The median income for a household in the town was $52,212, and the median income for a family was $55,833. Males had a median income of $40,417 versus $24,821 for females. The per capita income was $17,296. None of the population or families were below the poverty line.
==Geography==
According to the United States Census Bureau, the town has a total area of 1.6 square miles (4.1 km^{2}), all land.

==Major landmarks==
===Schools===
In 1912, the rapidly expanding Box Elder School District constructed a six-room elementary school in Bear River City. The building underwent a seven-classroom addition in 1999 before remodeling again in 2007. The latest remodeling to the school added new classrooms (for the fifth graders who had been in portables), a new bathroom, and a new library. Century Elementary holds approximately 800 students.

===Churches===
There is one church that is owned by the Church of Jesus Christ of Latter-day Saints.

===Parks===
The town park is located east of the church. It includes two playing fields, a playground, a small rodeo arena, an outdoor stage, a volleyball court, and a small shop used on special occasions. The town park is cared for by a local family.

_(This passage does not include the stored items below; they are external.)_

//! Debug rendering of a resolved scope graph
//!
//! Produces a deterministic, nested description of a scope: its definitions
//! (with the references bound to each), its imports and its child scopes.
//! Everything is sorted by range, so the output does not depend on capture
//! or traversal order. Each entry shows one line of source context with the
//! interesting range fenced by `§`:
//!
//! ```text
//! scope {
//!     definitions: [
//!         x {
//!             kind: variable,
//!             context: let §x§ = 1;,
//!             referenced in (1): [
//!                 `print(§x§);`,
//!             ],
//!         },
//!     ],
//!     child scopes: [],
//! }
//! ```

use crate::namespace::NameSpaces;
use crate::node::NodeKind;
use crate::range::TextRange;
use crate::scope::ScopeGraph;
use petgraph::graph::NodeIndex;
use serde::Serialize;
use std::fmt;

const INDENT: &str = "    ";

/// A reference, shown by its context line
#[derive(Debug, Clone, PartialEq, Eq, Serialize)]
#[serde(transparent)]
pub struct RefDebug {
    pub context: String,
}

impl fmt::Display for RefDebug {
    fn fmt(&self, f: &mut fmt::Formatter<'_>) -> fmt::Result {
        write!(f, "`{}`", self.context)
    }
}

#[derive(Debug, Clone, PartialEq, Eq, Serialize)]
pub struct DefDebug {
    pub name: String,
    pub kind: String,
    pub context: String,
    pub range: TextRange,
    pub references: Vec<RefDebug>,
}

#[derive(Debug, Clone, PartialEq, Eq, Serialize)]
pub struct ImportDebug {
    pub name: String,
    pub context: String,
    pub range: TextRange,
    pub references: Vec<RefDebug>,
}

#[derive(Debug, Clone, PartialEq, Eq, Serialize)]
pub struct ScopeDebug {
    pub range: TextRange,
    pub definitions: Vec<DefDebug>,
    pub imports: Vec<ImportDebug>,
    pub scopes: Vec<ScopeDebug>,
}

impl ScopeDebug {
    /// Describe `start` and everything nested in it
    pub fn new(graph: &ScopeGraph, start: NodeIndex, src: &str, namespaces: &NameSpaces) -> Self {
        let range = graph.node(start).map(NodeKind::range).unwrap_or_default();

        let definitions = graph
            .definitions_in_scope(start)
            .into_iter()
            .filter_map(|idx| {
                let def = graph.node(idx)?.as_def()?;
                Some(DefDebug {
                    name: def.name.clone(),
                    kind: namespaces.label_of(def.symbol_id).to_string(),
                    context: context(&def.range, src),
                    range: def.range,
                    references: reference_contexts(graph, idx, src),
                })
            })
            .collect();

        let imports = graph
            .imports_in_scope(start)
            .into_iter()
            .filter_map(|idx| {
                let import = graph.node(idx)?.as_import()?;
                Some(ImportDebug {
                    name: import.name.clone(),
                    context: context(&import.range, src),
                    range: import.range,
                    references: reference_contexts(graph, idx, src),
                })
            })
            .collect();

        let scopes = graph
            .child_scopes(start)
            .into_iter()
            .map(|child| ScopeDebug::new(graph, child, src, namespaces))
            .collect();

        Self {
            range,
            definitions,
            imports,
            scopes,
        }
    }

    fn fmt_indented(&self, f: &mut fmt::Formatter<'_>, depth: usize) -> fmt::Result {
        let pad = INDENT.repeat(depth);
        let inner = INDENT.repeat(depth + 1);

        writeln!(f, "scope {{")?;

        write!(f, "{inner}definitions: ")?;
        write_list(f, &self.definitions, depth + 1, |f, def, depth| {
            def.fmt_indented(f, depth)
        })?;

        if !self.imports.is_empty() {
            write!(f, "{inner}imports: ")?;
            write_list(f, &self.imports, depth + 1, |f, import, depth| {
                import.fmt_indented(f, depth)
            })?;
        }

        write!(f, "{inner}child scopes: ")?;
        write_list(f, &self.scopes, depth + 1, |f, scope, depth| {
            scope.fmt_indented(f, depth)
        })?;

        write!(f, "{pad}}}")
    }
}

impl fmt::Display for ScopeDebug {
    fn fmt(&self, f: &mut fmt::Formatter<'_>) -> fmt::Result {
        self.fmt_indented(f, 0)?;
        writeln!(f)
    }
}

impl DefDebug {
    fn fmt_indented(&self, f: &mut fmt::Formatter<'_>, depth: usize) -> fmt::Result {
        let inner = INDENT.repeat(depth + 1);
        writeln!(f, "{} {{", self.name)?;
        writeln!(f, "{inner}kind: {},", self.kind)?;
        writeln!(f, "{inner}context: {},", self.context)?;
        write_references(f, &self.references, depth + 1)?;
        write!(f, "{}}}", INDENT.repeat(depth))
    }
}

impl ImportDebug {
    fn fmt_indented(&self, f: &mut fmt::Formatter<'_>, depth: usize) -> fmt::Result {
        let inner = INDENT.repeat(depth + 1);
        writeln!(f, "{} {{", self.name)?;
        writeln!(f, "{inner}context: {},", self.context)?;
        write_references(f, &self.references, depth + 1)?;
        write!(f, "{}}}", INDENT.repeat(depth))
    }
}

/// Write `[]` or a bracketed, one-item-per-line list followed by `,\n`
fn write_list<T>(
    f: &mut fmt::Formatter<'_>,
    items: &[T],
    depth: usize,
    mut item: impl FnMut(&mut fmt::Formatter<'_>, &T, usize) -> fmt::Result,
) -> fmt::Result {
    if items.is_empty() {
        return writeln!(f, "[],");
    }
    writeln!(f, "[")?;
    for entry in items {
        write!(f, "{}", INDENT.repeat(depth + 1))?;
        item(f, entry, depth + 1)?;
        writeln!(f, ",")?;
    }
    writeln!(f, "{}],", INDENT.repeat(depth))
}

fn write_references(f: &mut fmt::Formatter<'_>, refs: &[RefDebug], depth: usize) -> fmt::Result {
    if refs.is_empty() {
        return Ok(());
    }
    let pad = INDENT.repeat(depth);
    writeln!(f, "{pad}referenced in ({}): [", refs.len())?;
    for r in refs {
        writeln!(f, "{pad}{INDENT}{},", r)?;
    }
    writeln!(f, "{pad}],")
}

fn reference_contexts(graph: &ScopeGraph, binding: NodeIndex, src: &str) -> Vec<RefDebug> {
    graph
        .references_of(binding)
        .into_iter()
        .filter_map(|r| graph.node(r))
        .map(|r| RefDebug {
            context: context(&r.range(), src),
        })
        .collect()
}

/// Render the whole graph of a source unit, starting at its root scope
pub fn render(graph: &ScopeGraph, src: &str, namespaces: &NameSpaces) -> String {
    ScopeDebug::new(graph, graph.root(), src, namespaces).to_string()
}

/// The source line(s) around `range`, with the range fenced by `§`.
///
/// Leading whitespace before the range and trailing whitespace after it are
/// trimmed.
pub fn context(range: &TextRange, src: &str) -> String {
    let bytes = src.as_bytes();
    let start = range.start.byte.min(src.len());
    let end = range.end.byte.clamp(start, src.len());

    let line_start = bytes[..start]
        .iter()
        .rposition(|&b| b == b'\n')
        .map(|i| i + 1)
        .unwrap_or(0);
    let line_end = bytes[end..]
        .iter()
        .position(|&b| b == b'\n')
        .map(|i| end + i)
        .unwrap_or(src.len());

    let before = src.get(line_start..start).unwrap_or("").trim_start();
    let text = src.get(start..end).unwrap_or("");
    let after = src.get(end..line_end).unwrap_or("").trim_end();

    [before, text, after].join("§")
}

#[cfg(test)]
mod tests {
    use super::*;
    use crate::scope::{resolve, CaptureEvent, ScopeGraphBuilder};

    fn namespaces() -> NameSpaces {
        NameSpaces::from_static(&[&["function", "variable"]])
    }

    /// Byte span of the `nth` occurrence of `needle`
    fn find(src: &str, needle: &str, nth: usize) -> TextRange {
        let start = src.match_indices(needle).nth(nth).map(|(i, _)| i).unwrap();
        TextRange::from_byte_span(src, start, start + needle.len())
    }

    /// Range from the `nth` `{` to its matching `}`, inclusive
    fn block(src: &str, nth: usize) -> TextRange {
        let open = src.match_indices('{').nth(nth).map(|(i, _)| i).unwrap();
        let mut depth = 0;
        for (i, c) in src[open..].char_indices() {
            match c {
                '{' => depth += 1,
                '}' => {
                    depth -= 1;
                    if depth == 0 {
                        return TextRange::from_byte_span(src, open, open + i + 1);
                    }
                }
                _ => {}
            }
        }
        panic!("unbalanced braces");
    }

    const SRC: &str = "import os\nlet x = 1;\n{\n    print(x);\n    let y = x;\n}\n{\n    os.exit(y);\n}\n";

    fn events(src: &str) -> Vec<CaptureEvent> {
        let first = block(src, 0);
        let second = block(src, 1);
        vec![
            CaptureEvent::import(find(src, "os", 0), "os"),
            CaptureEvent::definition(find(src, "x", 0), "x", Some("variable")),
            CaptureEvent::scope_start(first),
            CaptureEvent::reference(find(src, "print", 0), "print", None),
            CaptureEvent::reference(find(src, "x", 1), "x", None),
            CaptureEvent::definition(find(src, "y", 0), "y", Some("variable")),
            CaptureEvent::reference(find(src, "x", 2), "x", None),
            CaptureEvent::scope_end(first),
            CaptureEvent::scope_start(second),
            CaptureEvent::reference(find(src, "os", 1), "os", None),
            CaptureEvent::reference(find(src, "y", 1), "y", None),
            CaptureEvent::scope_end(second),
        ]
    }

    fn resolved(events: Vec<CaptureEvent>) -> ScopeGraph {
        let ns = namespaces();
        let mut graph =
            ScopeGraphBuilder::build(TextRange::from_byte_span(SRC, 0, SRC.len()), events, &ns).unwrap();
        resolve(&mut graph).unwrap();
        graph
    }

    #[test]
    fn test_context() {
        let src = "fn main() {\n    let answer = 42;   \n}";
        let range = find(src, "answer", 0);
        assert_eq!(context(&range, src), "let §answer§ = 42;");

        let first_line = find(src, "main", 0);
        assert_eq!(context(&first_line, src), "fn §main§() {");
    }

    #[test]
    fn test_render_shape() {
        let graph = resolved(events(SRC));
        let rendered = render(&graph, SRC, &namespaces());

        let expected = "\
scope {
    definitions: [
        x {
            kind: variable,
            context: let §x§ = 1;,
            referenced in (2): [
                `print(§x§);`,
                `let y = §x§;`,
            ],
        },
    ],
    imports: [
        os {
            context: import §os§,
            referenced in (1): [
                `§os§.exit(y);`,
            ],
        },
    ],
    child scopes: [
        scope {
            definitions: [
                y {
                    kind: variable,
                    context: let §y§ = x;,
                },
            ],
            child scopes: [],
        },
        scope {
            definitions: [],
            child scopes: [],
        },
    ],
}
";
        assert_eq!(rendered, expected);
    }

    #[test]
    fn test_render_independent_of_sibling_order() {
        let original = events(SRC);

        // Swap the two sibling blocks and reorder bindings at the top level
        let mut shuffled = Vec::new();
        shuffled.extend_from_slice(&original[8..12]);
        shuffled.extend_from_slice(&original[2..8]);
        shuffled.push(original[1].clone());
        shuffled.push(original[0].clone());

        let a = render(&resolved(original), SRC, &namespaces());
        let b = render(&resolved(shuffled), SRC, &namespaces());
        assert_eq!(a, b);
    }

    #[test]
    fn test_render_roundtrip_after_reresolve() {
        let graph = resolved(events(SRC));
        let before = render(&graph, SRC, &namespaces());

        let mut copy = graph.clone();
        resolve(&mut copy).unwrap();
        assert_eq!(render(&copy, SRC, &namespaces()), before);
    }

    #[test]
    fn test_unknown_symbol_renders_unclassified() {
        let graph = resolved(events(SRC));
        let other = NameSpaces::from_static(&[&["function"]]);
        let rendered = render(&graph, SRC, &other);
        assert!(rendered.contains("kind: unclassified"));
    }

    #[test]
    fn test_scenario_nested_reference() {
        // scope A { def x [10,15); scope B { ref x [20,24) } }
        let src = format!("{:<10}{:<5}{:<5}{:<4}{:<36}", "", "xxxxx", "", "xxxx", "");
        let ns = namespaces();
        let a = TextRange::from_byte_span(&src, 0, 50);
        let b = TextRange::from_byte_span(&src, 18, 30);
        let mut graph = ScopeGraphBuilder::build(
            TextRange::from_byte_span(&src, 0, src.len()),
            vec![
                CaptureEvent::scope_start(a),
                CaptureEvent::definition(TextRange::from_byte_span(&src, 10, 15), "x", None),
                CaptureEvent::scope_start(b),
                CaptureEvent::reference(TextRange::from_byte_span(&src, 20, 24), "x", None),
                CaptureEvent::scope_end(b),
                CaptureEvent::scope_end(a),
            ],
            &ns,
        )
        .unwrap();
        resolve(&mut graph).unwrap();

        let scope_a = graph.child_scopes(graph.root())[0];
        let debug = ScopeDebug::new(&graph, scope_a, &src, &ns);
        assert_eq!(debug.definitions.len(), 1);
        assert_eq!(debug.definitions[0].name, "x");
        assert_eq!(debug.definitions[0].kind, "none");
        assert_eq!(debug.definitions[0].references.len(), 1);
        assert_eq!(debug.scopes.len(), 1);
        assert!(debug.scopes[0].definitions.is_empty());
    }
}
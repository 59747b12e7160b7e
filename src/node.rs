//! Node kinds - the vertices of a scope graph
//!
//! Four kinds of node exist:
//! - `Scope`: a lexical region
//! - `Def`: a name bound inside a scope
//! - `Import`: a name bound by an import, resolved outside the unit
//! - `Ref`: a use of a name
//!
//! Nodes never point at each other; every relationship is an edge.

use crate::namespace::SymbolId;
use crate::range::TextRange;
use serde::{Deserialize, Serialize};

/// A lexical scope
#[derive(Debug, Clone, PartialEq, Eq, Serialize, Deserialize)]
pub struct LocalScope {
    pub range: TextRange,
}

/// A definition introduced in a scope
#[derive(Debug, Clone, PartialEq, Eq, Serialize, Deserialize)]
pub struct LocalDef {
    pub range: TextRange,
    pub name: String,
    /// Classification, if the capture carried a known one
    pub symbol_id: Option<SymbolId>,
}

/// A binding brought in by an import statement
#[derive(Debug, Clone, PartialEq, Eq, Serialize, Deserialize)]
pub struct LocalImport {
    pub range: TextRange,
    pub name: String,
}

/// A use of a name
#[derive(Debug, Clone, PartialEq, Eq, Serialize, Deserialize)]
pub struct Reference {
    pub range: TextRange,
    pub name: String,
    /// Namespace the reference expects to bind into, if known
    pub symbol_id: Option<SymbolId>,
}

#[derive(Debug, Clone, PartialEq, Eq, Serialize, Deserialize)]
#[serde(tag = "kind", rename_all = "lowercase")]
pub enum NodeKind {
    Scope(LocalScope),
    Def(LocalDef),
    Import(LocalImport),
    Ref(Reference),
}

impl NodeKind {
    pub fn scope(range: TextRange) -> Self {
        NodeKind::Scope(LocalScope { range })
    }

    pub fn range(&self) -> TextRange {
        match self {
            NodeKind::Scope(s) => s.range,
            NodeKind::Def(d) => d.range,
            NodeKind::Import(i) => i.range,
            NodeKind::Ref(r) => r.range,
        }
    }

    /// Name text, for every kind except scopes
    pub fn name(&self) -> Option<&str> {
        match self {
            NodeKind::Scope(_) => None,
            NodeKind::Def(d) => Some(&d.name),
            NodeKind::Import(i) => Some(&i.name),
            NodeKind::Ref(r) => Some(&r.name),
        }
    }

    pub fn symbol_id(&self) -> Option<SymbolId> {
        match self {
            NodeKind::Def(d) => d.symbol_id,
            NodeKind::Ref(r) => r.symbol_id,
            NodeKind::Scope(_) | NodeKind::Import(_) => None,
        }
    }

    pub fn as_str(&self) -> &'static str {
        match self {
            NodeKind::Scope(_) => "scope",
            NodeKind::Def(_) => "def",
            NodeKind::Import(_) => "import",
            NodeKind::Ref(_) => "ref",
        }
    }

    pub fn is_scope(&self) -> bool {
        matches!(self, NodeKind::Scope(_))
    }

    /// Definitions and imports are the two kinds a reference can bind to
    pub fn is_binding(&self) -> bool {
        matches!(self, NodeKind::Def(_) | NodeKind::Import(_))
    }

    pub fn as_def(&self) -> Option<&LocalDef> {
        match self {
            NodeKind::Def(d) => Some(d),
            _ => None,
        }
    }

    pub fn as_import(&self) -> Option<&LocalImport> {
        match self {
            NodeKind::Import(i) => Some(i),
            _ => None,
        }
    }

    pub fn as_reference(&self) -> Option<&Reference> {
        match self {
            NodeKind::Ref(r) => Some(r),
            _ => None,
        }
    }
}
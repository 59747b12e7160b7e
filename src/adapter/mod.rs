//! Language Adapter Framework
//!
//! Each language provides a Tree-sitter grammar and a `.scm` query pack
//! whose captures describe scopes, definitions, imports and references.
//! The scope graph core never sees language-specific logic.

pub mod framework;
pub mod query_adapter;

pub use framework::{AdapterRegistry, CaptureStream, LanguageAdapter, ParsedUnit, default_registry};
pub use query_adapter::QueryAdapter;
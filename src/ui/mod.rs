pub mod icons;
pub mod output;
pub mod progress;
pub mod table;
pub mod theme;

pub use icons::Icons;
pub use output::{error, header, info, node_line, section, success, summary_row, warn};
pub use progress::ProgressManager;
pub use table::{AdapterRow, LanguageRow, TableBuilder};
pub use theme::{theme, Theme};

===Historical buildings===
There are two buildings over 100 years old - an old town hall that was formerly a post office, and an old shop. There is an original pioneer log cabin, probably built in the 1850s, which serves as a museum and sits within the boundaries of the town park. This museum can be visited by appointment. At least one home on the corner northeast of the town park was built on remnants of the original Bear River Fort.

===Retail locations===
The Country Archer's, usually called The Little Store by locals, is the only retail shop.

===Government buildings===
The current post office is the third one in Bear River City. The original post office became the old town hall, and the second burned down.